Il ruolo dei contadini nella Seconda Guerra Mondiale, al pari con i mezzadri, fu quello di supportare e agevolare la lotta partigiana in tutte le regioni del nord Italia. Senza versare approvvigionamenti al Regime, nascondendo renitenti alla leva e prigionieri di guerra stranieri, anche i contadini dovettero pagare un prezzo altissimo in termine di vittime civili per i loro atteggiamenti ribelli. La collaborazione e l'assistenza tra il mondo contadino e le truppe partigiane nacquero spontaneamente appena dopo l'Armistizio, quando il primo soccorso era improvvisato e l'organizzazione ancora non ben definita, e via via si consolidò dopo il giugno del '44, con l'appello ufficiale del CLNAI a non consegnare i prodotti agli ammassi fascisti.
È stato più volte osservato che nella Resistenza i contadini, per la prima volta nella storia dell'Italia unita, si schierarono senza esitazione con i movimenti democratici e progressisti.
Nella nostra Nicosia le cose andarono differentemente, Il rapido venire meno nelle campagne del consenso sociale verso il Fascismo da noi non accadde vuoi per – la politica di "ruralizzazione" ostentata dal regime e la sua demagogica difesa dei valori della "civiltà dei campi" – vuoi per il tradizionale fatalismo e conservatorismo che attraversava pienamente la cultura dei nostri contadini, e vuoi per il ruolo fondamentale della chiesa nel tenere buoni la quasi totalità dei credenti attraverso la demonizzazione di sindacalisti, socialisti e comunisti.
A far cambiare idea alla stragrande maggioranza dei nostri agricoltori non furono sufficiente neanche scelte belliche del regime che avevano nuovamente strappato le giovani leve contadine per spedirli verso fronti lontani e ben presto
rivelatisi tragici.
Neanche l’armistizzio dell'8 settembre e dal tracollo dello Stato, con la repentina spaccatura del paese in due tronconi, controllati rispettivamente dagli Alleati nel Sud e dalle truppe tedesche nel Centro-Nord gli fece cambiare atteggiamento.
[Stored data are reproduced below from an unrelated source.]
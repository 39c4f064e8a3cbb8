//! Roster ordering from conversation activity.
//!
//! Activity is kept as the same three documents that are persisted: an LRU
//! list of user ids, a has-history map and a last-message-time map. Every
//! [`ConversationRanker::record_activity`] call writes all three through to
//! the database when one is attached.

use std::cmp::Ordering;

use chrono::{DateTime, Utc};
use tracing::{debug, warn};

use agora_shared::types::parse_timestamp;
use agora_shared::{RosterUser, UserId};
use agora_store::{ActivitySnapshot, Database};

pub struct ConversationRanker {
    activity: ActivitySnapshot,
    db: Option<Database>,
}

impl ConversationRanker {
    /// An in-memory ranker with no history.
    pub fn new() -> Self {
        Self::from_snapshot(ActivitySnapshot::default())
    }

    pub fn from_snapshot(activity: ActivitySnapshot) -> Self {
        Self { activity, db: None }
    }

    /// Load persisted activity from `db` and write back to it from now on.
    /// Unreadable documents are logged and start empty.
    pub fn with_database(db: Database) -> Self {
        let activity = db.load_activity().unwrap_or_else(|e| {
            warn!(error = %e, "failed to load conversation activity, starting empty");
            ActivitySnapshot::default()
        });
        debug!(tracked = activity.conversation_order.len(), "conversation activity loaded");
        Self {
            activity,
            db: Some(db),
        }
    }

    pub fn snapshot(&self) -> &ActivitySnapshot {
        &self.activity
    }

    pub fn has_history(&self, user: &UserId) -> bool {
        self.activity
            .user_has_messages
            .get(user.as_str())
            .copied()
            .unwrap_or(false)
    }

    /// Position in the LRU list, 0 being the most recent.
    pub fn manual_rank(&self, user: &UserId) -> Option<usize> {
        self.activity
            .conversation_order
            .iter()
            .position(|id| id == user.as_str())
    }

    /// Last message time, only if it parses.
    pub fn last_message_time(&self, user: &UserId) -> Option<DateTime<Utc>> {
        self.activity
            .last_message_times
            .get(user.as_str())
            .and_then(|raw| parse_timestamp(raw))
    }

    /// Note a message exchanged with `user`. An absent or blank `time`
    /// records the current time.
    pub fn record_activity(&mut self, user: &UserId, time: Option<&str>) {
        let id = user.as_str();
        self.activity.user_has_messages.insert(id.to_string(), true);

        self.activity.conversation_order.retain(|other| other != id);
        self.activity.conversation_order.insert(0, id.to_string());

        let time = match time.map(str::trim) {
            Some(t) if !t.is_empty() => t.to_string(),
            _ => Utc::now().to_rfc3339(),
        };
        self.activity.last_message_times.insert(id.to_string(), time);

        self.persist();
    }

    fn persist(&self) {
        if let Some(ref db) = self.db {
            if let Err(e) = db.save_activity(&self.activity) {
                warn!(error = %e, "failed to persist conversation activity");
            }
        }
    }

    /// Pairwise roster order: recent activity first, then names.
    pub fn compare(&self, a: &RosterUser, b: &RosterUser) -> Ordering {
        let by_activity = match (self.has_history(&a.id), self.has_history(&b.id)) {
            (true, true) => match (self.last_message_time(&a.id), self.last_message_time(&b.id)) {
                (Some(ta), Some(tb)) => tb.cmp(&ta),
                _ => match (self.manual_rank(&a.id), self.manual_rank(&b.id)) {
                    (Some(ra), Some(rb)) => ra.cmp(&rb),
                    (Some(_), None) => Ordering::Less,
                    (None, Some(_)) => Ordering::Greater,
                    (None, None) => Ordering::Equal,
                },
            },
            (true, false) => Ordering::Less,
            (false, true) => Ordering::Greater,
            (false, false) => Ordering::Equal,
        };

        by_activity.then_with(|| compare_names(&a.nickname, &b.nickname))
    }

    /// Sort a roster for display.
    ///
    /// The activity rules are not guaranteed transitive when timestamps are
    /// partly missing, so this uses a stable insertion sort rather than
    /// `sort_by`, which may panic on an inconsistent comparator.
    pub fn rank(&self, mut users: Vec<RosterUser>) -> Vec<RosterUser> {
        for i in 1..users.len() {
            let mut j = i;
            while j > 0 && self.compare(&users[j - 1], &users[j]) == Ordering::Greater {
                users.swap(j - 1, j);
                j -= 1;
            }
        }
        users
    }
}

impl Default for ConversationRanker {
    fn default() -> Self {
        Self::new()
    }
}

fn compare_names(a: &str, b: &str) -> Ordering {
    a.to_lowercase()
        .cmp(&b.to_lowercase())
        .then_with(|| a.cmp(b))
}

#[cfg(test)]
mod tests {
    use super::*;

    fn user(id: &str, nickname: &str) -> RosterUser {
        RosterUser {
            id: UserId::new(id),
            nickname: nickname.into(),
        }
    }

    fn names(users: &[RosterUser]) -> Vec<&str> {
        users.iter().map(|u| u.nickname.as_str()).collect()
    }

    #[test]
    fn recent_history_first_then_no_history() {
        let mut ranker = ConversationRanker::new();
        ranker.record_activity(&UserId::new("b"), Some("2024-05-01 09:00:00"));
        ranker.record_activity(&UserId::new("a"), Some("2024-05-01 10:00:00"));

        let ranked = ranker.rank(vec![user("c", "C"), user("b", "B"), user("a", "A")]);
        assert_eq!(names(&ranked), ["A", "B", "C"]);

        let ranked = ranker.rank(vec![user("a", "A"), user("b", "B"), user("c", "C")]);
        assert_eq!(names(&ranked), ["A", "B", "C"]);
    }

    #[test]
    fn server_local_time_compares_with_recorded_now() {
        // A server stamp from a second ago, in the zone the server writes.
        let earlier = (chrono::Local::now() - chrono::Duration::seconds(1))
            .format("%Y-%m-%d %H:%M:%S")
            .to_string();

        let mut ranker = ConversationRanker::new();
        ranker.record_activity(&UserId::new("a"), Some(&earlier));
        ranker.record_activity(&UserId::new("b"), None);

        let ta = ranker.last_message_time(&UserId::new("a")).unwrap();
        let tb = ranker.last_message_time(&UserId::new("b")).unwrap();
        assert!(ta < tb);

        let ranked = ranker.rank(vec![user("a", "A"), user("b", "B")]);
        assert_eq!(names(&ranked), ["B", "A"]);
    }

    #[test]
    fn missing_timestamps_fall_back_to_manual_rank() {
        let mut snapshot = ActivitySnapshot {
            conversation_order: vec!["a".into(), "b".into()],
            ..Default::default()
        };
        snapshot.user_has_messages.insert("a".into(), true);
        snapshot.user_has_messages.insert("b".into(), true);
        let ranker = ConversationRanker::from_snapshot(snapshot);

        let ranked = ranker.rank(vec![user("b", "B"), user("a", "A")]);
        assert_eq!(names(&ranked), ["A", "B"]);
    }

    #[test]
    fn unparseable_time_counts_as_missing() {
        let mut ranker = ConversationRanker::new();
        ranker.record_activity(&UserId::new("z"), Some("2024-05-01 10:00:00"));
        ranker.record_activity(&UserId::new("y"), Some("sometime"));

        assert!(ranker.last_message_time(&UserId::new("y")).is_none());
        // y is more recent in the LRU list even though z has a real time.
        let ranked = ranker.rank(vec![user("z", "Z"), user("y", "Y")]);
        assert_eq!(names(&ranked), ["Y", "Z"]);
    }

    #[test]
    fn listed_user_sorts_before_unlisted() {
        let mut snapshot = ActivitySnapshot {
            conversation_order: vec!["b".into()],
            ..Default::default()
        };
        snapshot.user_has_messages.insert("a".into(), true);
        snapshot.user_has_messages.insert("b".into(), true);
        let ranker = ConversationRanker::from_snapshot(snapshot);

        let ranked = ranker.rank(vec![user("a", "A"), user("b", "B")]);
        assert_eq!(names(&ranked), ["B", "A"]);
    }

    #[test]
    fn names_compare_case_insensitively() {
        let ranker = ConversationRanker::new();
        let ranked = ranker.rank(vec![
            user("1", "charlie"),
            user("2", "Bravo"),
            user("3", "alpha"),
            user("4", "Alpha"),
        ]);
        assert_eq!(names(&ranked), ["Alpha", "alpha", "Bravo", "charlie"]);
    }

    #[test]
    fn record_activity_moves_to_front_without_duplicates() {
        let mut ranker = ConversationRanker::new();
        for id in ["a", "b", "c", "a"] {
            ranker.record_activity(&UserId::new(id), None);
        }

        assert_eq!(ranker.snapshot().conversation_order, ["a", "c", "b"]);
        assert_eq!(ranker.manual_rank(&UserId::new("a")), Some(0));
        assert!(ranker.has_history(&UserId::new("b")));
        // "now" was recorded and parses back.
        assert!(ranker.last_message_time(&UserId::new("c")).is_some());
    }

    #[test]
    fn blank_time_records_now() {
        let mut ranker = ConversationRanker::new();
        let before = Utc::now();
        ranker.record_activity(&UserId::new("a"), Some("  "));
        let recorded = ranker.last_message_time(&UserId::new("a")).unwrap();
        assert!(recorded >= before);
    }

    #[test]
    fn activity_survives_reopen() {
        let dir = tempfile::tempdir().unwrap();
        let path = dir.path().join("agora.db");

        {
            let mut ranker = ConversationRanker::with_database(Database::open_at(&path).unwrap());
            ranker.record_activity(&UserId::new("b"), Some("2024-05-01 09:00:00"));
            ranker.record_activity(&UserId::new("a"), None);
        }

        let ranker = ConversationRanker::with_database(Database::open_at(&path).unwrap());
        assert_eq!(ranker.snapshot().conversation_order, ["a", "b"]);
        assert!(ranker.has_history(&UserId::new("b")));
        assert_eq!(
            ranker.snapshot().last_message_times.get("b").map(String::as_str),
            Some("2024-05-01 09:00:00")
        );
    }
}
In tutto questo emerge chiaramente la storia di massaro Giuseppe e massara Maria e i loro figli , contadini silenziosi e consenzienti per tantissimi anni ma che a partire dal 1936, anno in cui il fascismo impose gli ammassi granari collettivi obbligatori, vi si opposero, pagando un durissimo prezzo.
Se nei primi anni gli ammassi avevano un carattere volontario, dopo il 1936 divennero obbligatori. In questo modo il settore cerealicolo rimase subordinato alla politica economica del regime.
Da quel momento gli agricoltori avevano l’obbligo di consegnare il frumento ai consorzi agrari incaricati di procedere alla commercializzazione della merce. Ai privati venne vietato di raccogliere e di vendere frumento per conto proprio. La misura tendente a disciplinare il settore dei cereali e al controllo della produzione agricola, venne utilizzata dai baroni e dai notabili fascisti per estorcere i loro prodotti per quattro soldi ai contadini e rivenderli sul mercato con guadagni tripli o quadrupli.
E fu così che Maria e Giuseppe si rifiutarono di conferire grano e cereali al consorzio gestito all’ora dal podestà La Motta, perché non gli restava quasi niente per sfamare tutti loro e gli animali della loro masseria.
La reazione dei gerarchi fascisti non si fece attendere.
Fu dura e violenta.
Massaro Giuseppe venne arrestato e condannato dal sistema fascista, in carcere venne maltrattamento e percosso con continuità per almeno tre anni.
Che ne provocarono la morte.
A massara Maria e ai suoi figli gli fu tolto tutto il grano e i cereali e gli furono portati via alcuni animali.
Vissero di stenti fino alla caduta del regime e riuscirono a sopravvivere grazie alla generosità dei vicini che di nascosto gli portavano carne ed alimenti.
A sentire le parole di chi mi ha trasmesso questa storia, lei, Maria aspettava con ansia l’avvento della democrazia e di un futuro migliore.
Ma suo malgrado non riuscì a vederla, infatti morì qualche settimana prima che si tenesse il referendum tra Monarchia o Repubblica.
Massara Maria e massaro Giuseppe due eroi contadini della nostra terra dimenticati.